Materials and methods: Clinical and pathological data for all patients with cT2 or greater renal masses who underwent percutaneous biopsy from 2009 to 2014 were reviewed. The multi-quadrant technique was defined as multiple core biopsies from at least 4 separate solid enhancing areas in the tumor. The incidence of nondiagnostic findings, sarcomatoid features and procedural complications was recorded, and concordance between biopsy specimens and nephrectomy pathology was compared.

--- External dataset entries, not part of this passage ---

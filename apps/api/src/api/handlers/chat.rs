use axum::{
    extract::{
        rejection::{JsonRejection, PathRejection, QueryRejection},
        Path, Query, State,
    },
    http::StatusCode,
    Json,
};
use chrono::{DateTime, Utc};
use serde::{Deserialize, Serialize};
use uuid::Uuid;

use crate::api::errors::ApiError;
use crate::api::middleware::RequireAuth;
use crate::domain::chat::{ChatMessage, Conversation, MessageCursor};
use crate::services::ChatService;
use crate::state::AppState;

#[derive(Debug, Deserialize)]
#[serde(rename_all = "camelCase")]
pub struct OpenConversationRequest {
    pub participant_id: Uuid,
    pub property_id: Option<Uuid>,
}

#[derive(Debug, Deserialize)]
pub struct SendMessageRequest {
    #[serde(default)]
    pub content: String,
}

/// Polling cursor; `afterId` takes precedence over `after`
#[derive(Debug, Deserialize)]
#[serde(rename_all = "camelCase")]
pub struct MessagesQuery {
    pub after: Option<DateTime<Utc>>,
    pub after_id: Option<Uuid>,
}

impl MessagesQuery {
    fn cursor(&self) -> Option<MessageCursor> {
        match (self.after_id, self.after) {
            (Some(id), _) => Some(MessageCursor::After(id)),
            (None, Some(since)) => Some(MessageCursor::Since(since)),
            (None, None) => None,
        }
    }
}

#[derive(Debug, Serialize)]
pub struct ConversationResponse {
    pub success: bool,
    pub conversation: Conversation,
}

#[derive(Debug, Serialize)]
pub struct ConversationListResponse {
    pub success: bool,
    pub conversations: Vec<Conversation>,
}

#[derive(Debug, Serialize)]
pub struct MessageResponse {
    pub success: bool,
    pub message: ChatMessage,
}

#[derive(Debug, Serialize)]
pub struct MessageListResponse {
    pub success: bool,
    pub messages: Vec<ChatMessage>,
}

/// POST /chat/conversations
pub async fn open_conversation(
    State(state): State<AppState>,
    RequireAuth(ctx): RequireAuth,
    payload: Result<Json<OpenConversationRequest>, JsonRejection>,
) -> Result<Json<ConversationResponse>, ApiError> {
    let Json(req) = payload?;
    let conversation = ChatService::new(&state)
        .open(&ctx.user, req.participant_id, req.property_id)
        .await?;

    Ok(Json(ConversationResponse {
        success: true,
        conversation,
    }))
}

/// GET /chat/conversations
pub async fn list_conversations(
    State(state): State<AppState>,
    RequireAuth(ctx): RequireAuth,
) -> Result<Json<ConversationListResponse>, ApiError> {
    let conversations = ChatService::new(&state).list(&ctx.user).await?;
    Ok(Json(ConversationListResponse {
        success: true,
        conversations,
    }))
}

/// GET /chat/conversations/:id/messages?afterId=<message id>&after=<rfc3339>
pub async fn list_messages(
    State(state): State<AppState>,
    RequireAuth(ctx): RequireAuth,
    id: Result<Path<Uuid>, PathRejection>,
    query: Result<Query<MessagesQuery>, QueryRejection>,
) -> Result<Json<MessageListResponse>, ApiError> {
    let Path(id) = id?;
    let Query(query) = query?;
    let messages = ChatService::new(&state)
        .messages(&ctx.user, id, query.cursor())
        .await?;

    Ok(Json(MessageListResponse {
        success: true,
        messages,
    }))
}

/// POST /chat/conversations/:id/messages
pub async fn send_message(
    State(state): State<AppState>,
    RequireAuth(ctx): RequireAuth,
    id: Result<Path<Uuid>, PathRejection>,
    payload: Result<Json<SendMessageRequest>, JsonRejection>,
) -> Result<(StatusCode, Json<MessageResponse>), ApiError> {
    let Path(id) = id?;
    let Json(req) = payload?;
    let message = ChatService::new(&state)
        .send(&ctx.user, id, &req.content)
        .await?;

    Ok((
        StatusCode::CREATED,
        Json(MessageResponse {
            success: true,
            message,
        }),
    ))
}
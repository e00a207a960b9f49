use axum::{
    extract::{
        rejection::{JsonRejection, PathRejection},
        Path, State,
    },
    Json,
};
use chrono::Utc;
use serde::{Deserialize, Serialize};
use uuid::Uuid;

use crate::api::errors::ApiError;
use crate::api::middleware::RequireAuth;
use crate::domain::subscription::Subscription;
use crate::domain::user::PlanType;
use crate::services::{PaymentStarted, SubscriptionService};
use crate::state::AppState;

#[derive(Debug, Deserialize)]
#[serde(rename_all = "camelCase")]
pub struct CreateSubscriptionRequest {
    pub plan_type: PlanType,
}

/// Payment notification; only the intent id is read from it
#[derive(Debug, Deserialize)]
#[serde(rename_all = "camelCase")]
pub struct PaymentWebhook {
    pub payment_intent_id: String,
}

#[derive(Debug, Serialize)]
pub struct SubscriptionResponse {
    pub success: bool,
    pub subscription: Subscription,
}

#[derive(Debug, Serialize)]
pub struct SubscriptionListResponse {
    pub success: bool,
    pub subscriptions: Vec<Subscription>,
}

/// Start paying for a plan
///
/// POST /create-subscription
pub async fn create_subscription(
    State(state): State<AppState>,
    RequireAuth(ctx): RequireAuth,
    payload: Result<Json<CreateSubscriptionRequest>, JsonRejection>,
) -> Result<Json<PaymentStarted>, ApiError> {
    let Json(req) = payload?;
    let started = SubscriptionService::new(&state)
        .start_payment(&ctx.user, req.plan_type)
        .await?;

    Ok(Json(started))
}

/// Payment processor callback, safe to redeliver
///
/// POST /webhooks/payment
pub async fn payment_webhook(
    State(state): State<AppState>,
    payload: Result<Json<PaymentWebhook>, JsonRejection>,
) -> Result<Json<SubscriptionResponse>, ApiError> {
    let Json(req) = payload?;
    let subscription = SubscriptionService::new(&state)
        .confirm_payment(&req.payment_intent_id)
        .await?;

    Ok(Json(SubscriptionResponse {
        success: true,
        subscription,
    }))
}

/// GET /subscriptions
pub async fn list_subscriptions(
    State(state): State<AppState>,
    RequireAuth(ctx): RequireAuth,
) -> Result<Json<SubscriptionListResponse>, ApiError> {
    let subscriptions = SubscriptionService::new(&state)
        .list_for_user(&ctx.user, Utc::now())
        .await?;

    Ok(Json(SubscriptionListResponse {
        success: true,
        subscriptions,
    }))
}

/// Request cancellation within the free-cancellation window
///
/// POST /subscriptions/:id/cancel
pub async fn cancel_subscription(
    State(state): State<AppState>,
    RequireAuth(ctx): RequireAuth,
    id: Result<Path<Uuid>, PathRejection>,
) -> Result<Json<SubscriptionResponse>, ApiError> {
    let Path(id) = id?;
    let subscription = SubscriptionService::new(&state)
        .cancel(ctx.user.id, id, Utc::now())
        .await?;

    Ok(Json(SubscriptionResponse {
        success: true,
        subscription,
    }))
}
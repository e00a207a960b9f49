pub mod auth;

pub use auth::{AuthContext, RequireAuth, RequireProvider, RequireRealEstateProvider};
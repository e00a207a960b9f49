// Session token generation
// Opaque bearer tokens drawn from the OS CSPRNG

use base64::engine::general_purpose::URL_SAFE_NO_PAD;
use base64::Engine;
use rand::rngs::OsRng;
use rand::RngCore;

/// Random bytes per token (256 bits)
pub const TOKEN_BYTES: usize = 32;

/// Generates a new opaque session token
///
/// 32 random bytes, base64url-encoded without padding (43 characters).
///
/// # Example
/// ```
/// use marketplace_api::auth::session_token::generate_session_token;
///
/// let token = generate_session_token();
/// assert_eq!(token.len(), 43);
/// ```
pub fn generate_session_token() -> String {
    let mut bytes = [0u8; TOKEN_BYTES];
    OsRng.fill_bytes(&mut bytes);
    URL_SAFE_NO_PAD.encode(bytes)
}

/// Extracts the token from an `Authorization: Bearer <token>` header value
pub fn parse_bearer(header: &str) -> Option<&str> {
    let token = header.strip_prefix("Bearer ")?.trim();
    if token.is_empty() {
        None
    } else {
        Some(token)
    }
}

Results: A total of 122 biopsies were performed for 117 tumors in 116 patients (46 using the standard biopsy technique and 76 using the multi-quadrant technique). Median tumor size was 10 cm (IQR 8-12). Biopsy was nondiagnostic in 5 of 46 (10.9%) standard and 0 of 76 (0%) multi-quadrant biopsies (p=0.007). Renal cell carcinoma was identified in 96 of 115 (82.0%) tumors and nonrenal cell carcinoma tumors were identified in 21 (18.0%). One complication occurred using the standard biopsy technique and no complications were reported using the multi-quadrant technique. Sarcomatoid features were present in 23 of 96 (23.9%) large renal cell carcinomas studied. Sensitivity for identifying sarcomatoid features was higher using the multi-quadrant technique compared to the standard biopsy technique at 13 of 15 (86.7%) vs 2 of 8 (25.0%) (p=0.0062).
Conclusions: The multi-quadrant percutaneous biopsy technique increases the ability to identify aggressive pathological features in large renal tumors and decreases nondiagnostic biopsy rates.
Keywords: biopsy; carcinoma; kidney neoplasms; metastasis; neoadjuvant therapy; renal cell.